Ulysse saisit une gaffe pour l'en écarter, en excitant ses hommes à ramer de toutes leurs forces. Mais quand ils furent un peu plus loin, Ulysse ne put s'empêcher de crier de nouveau : « Si quelqu'un te demande qui t'a crevé l'oeil, dis-lui que c'est Ulysse, le fils de Laerte, d'Ithaque ! »

Le Cyclope lui répondit en gémissant : « Un devin m'avait annoncé autrefois que je serais aveuglé des mains d'Ulysse. Mais je pensais que ce serait un homme grand et fort, et non pas un nabot comme toi. Reviens donc, Ulysse, que je t'offre tes présents d'hospitalité, et que je charge mon père Poséidon de te remettre en route. »
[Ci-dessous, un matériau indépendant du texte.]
impl TransientAllocator {
    /// Creates an allocator with no page yet.
    pub fn new(settings: &TransientSettings) -> Result<Self, SettingsError> {
        settings.validate()?;
        let classes = SizeClasses::from_settings(settings);
        let pools = (0..classes.count())
            .map(|c| Pool::new(classes.block_size(c), settings.page_size))
            .collect();
        Ok(Self {
            classes,
            pools,
            large: HashMap::new(),
            ring: FrameRing::new(
                settings.ring_depth,
                settings.fence_timeout(),
                settings.timeout_policy,
            ),
            reclaimed_blocks: 0,
            released_large: 0,
        })
    }

    /// The frame currently recording.
    pub fn frame_number(&self) -> u64 {
        self.ring.frame()
    }

    /// Number of frames in flight.
    pub fn ring_depth(&self) -> usize {
        self.ring.depth()
    }

    /// The size classes served by the pools.
    pub fn size_classes(&self) -> SizeClasses {
        self.classes
    }

    /// State of ring slot `slot`.
    pub fn slot_state(&self, slot: usize) -> Option<SlotState> {
        self.ring.slot_state(slot)
    }

    /// Allocates `size` bytes of transient memory for the current frame.
    ///
    /// # Errors
    ///
    /// [`ResourceError::ZeroSized`] for an empty request, or whatever the device
    /// reports while creating a page or a dedicated buffer.
    pub fn allocate(
        &mut self,
        device: &dyn GraphicsDevice,
        size: u64,
        usage: TransientUsage,
    ) -> Result<TransientBuffer, ResourceError> {
        if size == 0 {
            return Err(ResourceError::ZeroSized);
        }
        let frame = self.ring.frame();

        let Some(class) = self.classes.class_for(size) else {
            return self.allocate_large(device, size, usage);
        };
        let pool = &mut self.pools[class];
        let BlockRef { page, block } = pool.acquire(device, class)?;
        let buffer = pool.page_buffer(page).ok_or(ResourceError::InvalidHandle)?;
        let handle = BlockHandle::Pooled {
            pool: class as u16,
            page,
            block,
        };
        self.ring.track(handle);

        Ok(TransientBuffer {
            buffer,
            offset: block as u64 * pool.block_size(),
            size,
            frame,
            handle,
        })
    }

    /// Allocates `bytes.len()` bytes and copies `bytes` into them.
    pub fn allocate_with_data(
        &mut self,
        device: &dyn GraphicsDevice,
        usage: TransientUsage,
        bytes: &[u8],
    ) -> Result<TransientBuffer, ResourceError> {
        let buffer = self.allocate(device, bytes.len() as u64, usage)?;
        self.mapped_mut(&buffer)?.copy_from_slice(bytes);
        Ok(buffer)
    }

    /// The writable bytes of `buffer`.
    ///
    /// # Errors
    ///
    /// [`ResourceError::StaleTransient`] once a frame boundary has passed since
    /// the allocation, [`ResourceError::InvalidHandle`] for a handle this
    /// allocator did not hand out.
    pub fn mapped_mut(&mut self, buffer: &TransientBuffer) -> Result<&mut [u8], ResourceError> {
        let current = self.ring.frame();
        if buffer.frame != current {
            return Err(ResourceError::StaleTransient {
                allocated_in: buffer.frame,
                current,
            });
        }
        match buffer.handle {
            BlockHandle::Pooled { pool, page, block } => {
                let pool = self
                    .pools
                    .get_mut(pool as usize)
                    .ok_or(ResourceError::InvalidHandle)?;
                if pool.page_buffer(page) != Some(buffer.buffer) {
                    return Err(ResourceError::InvalidHandle);
                }
                pool.block_bytes_mut(BlockRef { page, block }, buffer.size)
            }
            BlockHandle::Large { buffer: id } => {
                let large = self
                    .large
                    .get_mut(&id)
                    .ok_or(ResourceError::InvalidHandle)?;
                let size = large.size as usize;
                large.mapping.slice_mut(0, size)
            }
        }
    }

    /// Copies `bytes` into `buffer` at `offset`.
    pub fn write(
        &mut self,
        buffer: &TransientBuffer,
        offset: u64,
        bytes: &[u8],
    ) -> Result<(), ResourceError> {
        let end = offset
            .checked_add(bytes.len() as u64)
            .ok_or(ResourceError::OutOfBounds)?;
        if end > buffer.size {
            return Err(ResourceError::OutOfBounds);
        }
        let mapped = self.mapped_mut(buffer)?;
        mapped[offset as usize..end as usize].copy_from_slice(bytes);
        Ok(())
    }

    /// Closes the current frame and recycles the oldest one.
    ///
    /// # Errors
    ///
    /// [`FrameError::FenceTimeout`] when the oldest frame's fence did not signal
    /// within the bounded wait and the policy is
    /// [`FenceTimeoutPolicy::Defer`](crate::renderer::api::FenceTimeoutPolicy::Defer).
    /// The boundary still happened: the next frame is recording.
    pub fn mark_frame_boundary(
        &mut self,
        device: &dyn GraphicsDevice,
    ) -> Result<FrameReport, FrameError> {
        let reclaimed = self.ring.advance(device);
        let report = self.release(device, reclaimed)?;
        log::trace!(
            "Frame {} begins: {} blocks reclaimed, {} large released",
            report.frame,
            report.reclaimed_blocks,
            report.released_large
        );
        Ok(report)
    }

    /// Waits, up to `timeout`, for the GPU to finish every closed frame and
    /// recycles them all. The current frame keeps its allocations.
    pub fn wait_idle(
        &mut self,
        device: &dyn GraphicsDevice,
        timeout: Duration,
    ) -> Result<FrameReport, FrameError> {
        let reclaimed = self.ring.drain(device, timeout);
        self.release(device, reclaimed)
    }

    /// Allocator statistics.
    pub fn stats(&self) -> AllocatorStats {
        AllocatorStats {
            frame: self.ring.frame(),
            pools: self
                .pools
                .iter()
                .map(|p| PoolStats {
                    block_size: p.block_size(),
                    pages: p.page_count(),
                    total_blocks: p.total_blocks(),
                    free_blocks: p.free_blocks(),
                })
                .collect(),
            live_large: self.large.len(),
            large_bytes: self.large.values().map(|l| l.size).sum(),
            allocations_in_flight: self.ring.allocations_in_flight(),
            stalled_frames: self.ring.stalled_frames(),
            fence_timeouts: self.ring.fence_timeouts(),
            reclaimed_blocks: self.reclaimed_blocks,
            released_large: self.released_large,
        }
    }

    /// Destroys every page and dedicated buffer. In-flight allocations are
    /// abandoned; call [`Self::wait_idle`] first.
    pub fn destroy(&mut self, device: &dyn GraphicsDevice) -> Result<(), ResourceError> {
        let abandoned = self.ring.abandon(device);
        if !abandoned.is_empty() {
            log::debug!("Abandoning {} transient allocations", abandoned.len());
        }
        let mut result = Ok(());
        for (id, large) in self.large.drain() {
            drop(large.mapping);
            if let Err(e) = device.destroy_buffer(id) {
                log::warn!("Failed to destroy large transient buffer {id:?}: {e:?}");
                result = result.and(Err(e));
            }
        }
        for pool in &mut self.pools {
            result = result.and(pool.destroy(device));
        }
        result
    }

    fn allocate_large(
        &mut self,
        device: &dyn GraphicsDevice,
        size: u64,
        usage: TransientUsage,
    ) -> Result<TransientBuffer, ResourceError> {
        let buffer = device.create_buffer(&BufferDescriptor {
            label: Some(Cow::Borrowed("transient large")),
            size,
            usage: usage.buffer_usage(),
            persistently_mapped: true,
        })?;
        let mapping = match device.map_persistent(buffer) {
            Ok(mapping) => mapping,
            Err(e) => {
                if let Err(destroy) = device.destroy_buffer(buffer) {
                    log::warn!("Failed to destroy unmappable buffer {buffer:?}: {destroy:?}");
                }
                return Err(e);
            }
        };
        self.large.insert(buffer, LargeAllocation { mapping, size });
        let handle = BlockHandle::Large { buffer };
        self.ring.track(handle);
        log::debug!(
            "Transient large allocation of {} B ({:?}) in frame {}",
            size,
            usage,
            self.ring.frame()
        );

        Ok(TransientBuffer {
            buffer,
            offset: 0,
            size,
            frame: self.ring.frame(),
            handle,
        })
    }

    /// Returns reclaimed handles to their pools and destroys dedicated buffers.
    fn release(
        &mut self,
        device: &dyn GraphicsDevice,
        reclaimed: Reclaimed,
    ) -> Result<FrameReport, FrameError> {
        let mut report = FrameReport {
            frame: self.ring.frame(),
            stalled_frames: self.ring.stalled_frames(),
            ..Default::default()
        };
        let mut failure = reclaimed.failure;

        for handle in reclaimed.handles {
            match handle {
                BlockHandle::Pooled { pool, page, block } => {
                    if let Some(pool) = self.pools.get_mut(pool as usize) {
                        if pool.release(BlockRef { page, block }) {
                            report.reclaimed_blocks += 1;
                        }
                    }
                }
                BlockHandle::Large { buffer } => {
                    if let Some(large) = self.large.remove(&buffer) {
                        drop(large.mapping);
                    }
                    match device.destroy_buffer(buffer) {
                        Ok(()) => report.released_large += 1,
                        Err(e) => {
                            log::warn!("Failed to destroy large transient buffer {buffer:?}: {e:?}");
                            failure.get_or_insert(e.into());
                        }
                    }
                }
            }
        }
        self.reclaimed_blocks += report.reclaimed_blocks as u64;
        self.released_large += report.released_large as u64;
        if report.reclaimed_blocks > 0 || report.released_large > 0 {
            log::debug!(
                "Frame {}: reclaimed {} blocks, released {} large buffers",
                report.frame,
                report.reclaimed_blocks,
                report.released_large
            );
        }

        match failure {
            Some(e) => Err(e),
            None => Ok(report),
        }
    }
}
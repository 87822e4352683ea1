// Copyright 2025 eraflo
//
// Licensed under the Apache License, Version 2.0 (the "License");
// you may not use this file except in compliance with the License.
// You may obtain a copy of the License at
//
//     http://www.apache.org/licenses/LICENSE-2.0
//
// Unless required by applicable law or agreed to in writing, software
// distributed under the License is distributed on an "AS IS" BASIS,
// WITHOUT WARRANTIES OR CONDITIONS OF ANY KIND, either express or implied.
// See the License for the specific language governing permissions and
// limitations under the License.

//! Defines data structures related to GPU buffer resources.

use crate::kiln_bitflags;
use crate::renderer::api::pipeline::IndexFormat;
use std::borrow::Cow;

kiln_bitflags! {
    /// A set of flags describing the allowed usages of a [`BufferId`].
    ///
    /// Backends use them to pick a memory type and to validate bindings.
    pub struct BufferUsage: u32 {
        /// The buffer can be mapped for writing on the CPU.
        const MAP_WRITE = 1 << 0;
        /// The buffer can be bound as a vertex buffer.
        const VERTEX = 1 << 2;
        /// The buffer can be bound as an index buffer.
        const INDEX = 1 << 3;
        /// The buffer can be bound as a uniform (constant) buffer.
        const UNIFORM = 1 << 4;
    }
}

/// A descriptor used to create a [`BufferId`].
#[derive(Debug, Clone)]
pub struct BufferDescriptor<'a> {
    /// An optional debug label for the buffer.
    pub label: Option<Cow<'a, str>>,
    /// The total size of the buffer in bytes.
    pub size: u64,
    /// A bitmask of [`BufferUsage`] flags describing how the buffer will be used.
    pub usage: BufferUsage,
    /// If `true`, the buffer must support
    /// [`GraphicsDevice::map_persistent`](crate::renderer::GraphicsDevice::map_persistent)
    /// for its whole lifetime.
    pub persistently_mapped: bool,
}

/// An opaque handle to a GPU buffer resource.
#[derive(Debug, Clone, Copy, PartialEq, Eq, Hash, PartialOrd, Ord)]
pub struct BufferId(pub usize);

/// The role a transient allocation is going to be bound as.
///
/// Only dedicated (large) allocations care: pooled pages are created with every
/// binding usage so any block can serve any role.
#[derive(Debug, Clone, Copy, PartialEq, Eq, Hash)]
pub enum TransientUsage {
    /// Per-draw vertex data.
    Vertex,
    /// Per-draw index data.
    Index,
    /// Per-draw shader constants.
    Constant,
}

impl TransientUsage {
    /// The buffer usage a dedicated backing buffer for this role is created with.
    pub fn buffer_usage(self) -> BufferUsage {
        let role = match self {
            TransientUsage::Vertex => BufferUsage::VERTEX,
            TransientUsage::Index => BufferUsage::INDEX,
            TransientUsage::Constant => BufferUsage::UNIFORM,
        };
        role | BufferUsage::MAP_WRITE
    }
}

/// A byte range of a buffer, as bound by constant-buffer commands.
#[derive(Debug, Clone, Copy, PartialEq, Eq, Hash)]
pub struct BufferBinding {
    /// The backing buffer.
    pub buffer: BufferId,
    /// Byte offset of the range inside `buffer`.
    pub offset: u64,
    /// Byte size of the range.
    pub size: u64,
}

/// A vertex buffer bound to one input slot, with the stride taken from the input layout.
#[derive(Debug, Clone, Copy, PartialEq, Eq, Hash)]
pub struct VertexBufferBinding {
    /// The backing buffer.
    pub buffer: BufferId,
    /// Byte offset of the first vertex inside `buffer`.
    pub offset: u64,
    /// Byte distance between consecutive vertices.
    pub stride: u32,
}

/// An index buffer as consumed by an indexed draw.
#[derive(Debug, Clone, Copy, PartialEq, Eq, Hash)]
pub struct IndexBufferBinding {
    /// The backing buffer.
    pub buffer: BufferId,
    /// Byte offset of index 0 inside `buffer`.
    pub offset: u64,
    /// Width of one index.
    pub format: IndexFormat,
}

#[cfg(test)]
mod tests {
    use super::*;

    #[test]
    fn test_transient_usage_maps_to_binding_role() {
        let vertex = TransientUsage::Vertex.buffer_usage();
        assert!(vertex.contains(BufferUsage::VERTEX | BufferUsage::MAP_WRITE));
        assert!(!vertex.intersects(BufferUsage::INDEX | BufferUsage::UNIFORM));

        assert!(TransientUsage::Index
            .buffer_usage()
            .contains(BufferUsage::INDEX));
        assert!(TransientUsage::Constant
            .buffer_usage()
            .contains(BufferUsage::UNIFORM));
    }
}
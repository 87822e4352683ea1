// Copyright 2025 eraflo
//
// Licensed under the Apache License, Version 2.0 (the "License");
// you may not use this file except in compliance with the License.
// You may obtain a copy of the License at
//
//     http://www.apache.org/licenses/LICENSE-2.0
//
// Unless required by applicable law or agreed to in writing, software
// distributed under the License is distributed on an "AS IS" BASIS,
// WITHOUT WARRANTIES OR CONDITIONS OF ANY KIND, either express or implied.
// See the License for the specific language governing permissions and
// limitations under the License.

//! Shared limits and small value types used across the rendering API.

use serde::{Deserialize, Serialize};

/// Maximum number of vertex buffers bound by a single command.
pub const MAX_VERTEX_BUFFER_BINDINGS: usize = 8;

/// Maximum number of constant buffers bound by a single command.
pub const MAX_CONSTANT_BUFFER_BINDINGS: usize = 14;

/// Maximum number of texture/sampler pairs bound by a single command.
pub const MAX_TEXTURE_UNITS: usize = 16;

/// Maximum number of color render targets of a queue bucket.
pub const MAX_COLOR_TARGETS: usize = 8;

/// Maximum number of viewports of a queue bucket.
pub const MAX_VIEWPORTS: usize = 16;

/// Number of buckets a [`RenderQueue`](crate::renderer::RenderQueue) can address.
pub const MAX_BUCKETS: usize = 16;

/// The default number of frames the GPU may lag behind the CPU before transient
/// memory is recycled (current, N-1, N-2).
pub const DEFAULT_FRAMES_IN_FLIGHT: usize = 3;

/// A rectangular region of a render target, with its depth range.
#[derive(Debug, Clone, Copy, PartialEq, Serialize, Deserialize)]
pub struct Viewport {
    /// Left edge, in pixels.
    pub x: f32,
    /// Top edge, in pixels.
    pub y: f32,
    /// Width, in pixels.
    pub width: f32,
    /// Height, in pixels.
    pub height: f32,
    /// Depth mapped to the near plane.
    pub min_depth: f32,
    /// Depth mapped to the far plane.
    pub max_depth: f32,
}

impl Viewport {
    /// A viewport covering `width` x `height` pixels from the origin, full depth range.
    pub const fn with_size(width: f32, height: f32) -> Self {
        Self {
            x: 0.0,
            y: 0.0,
            width,
            height,
            min_depth: 0.0,
            max_depth: 1.0,
        }
    }
}

impl Default for Viewport {
    fn default() -> Self {
        Self::with_size(0.0, 0.0)
    }
}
Ulysse lui répliqua avec mépris, et le géant blessé pria Poséidon en levant les mains vers le ciel : « Écoute-moi, Poséidon, qui portes la terre. Si je suis vraiment ton fils, fais que jamais Ulysse ne revienne en sa maison. Ou, s'il doit revoir sa maison et les siens, que ce soit un jour lointain, après la perte de tous ses compagnons, sur un vaisseau étranger, et qu'il trouve le malheur chez lui. »

Telle fut sa prière, et le dieu de la mer sombre l'entendit. Le Cyclope lança un autre gros rocher, mais le remous poussa le navire vers l'île, où les hommes retrouvèrent bientôt leurs compagnons.

Là, sur la grève, ils firent le partage des moutons, et chacun reçut sa juste part. Le grand bélier fut donné à Ulysse, qui le sacrifia à Zeus.

Mais Zeus n'agréa pas le sacrifice. Il songeait au moyen de détruire tous ces forts vaisseaux avec leurs braves équipages.

Les hommes cependant festoyèrent tout le jour, mangeant force viandes et buvant du bon vin. Et quand la nuit tomba, ils se couchèrent sur la grève. À l'aube, ils se mirent à la rame, pleurant leurs compagnons perdus, mais heureux d'être encore en vie.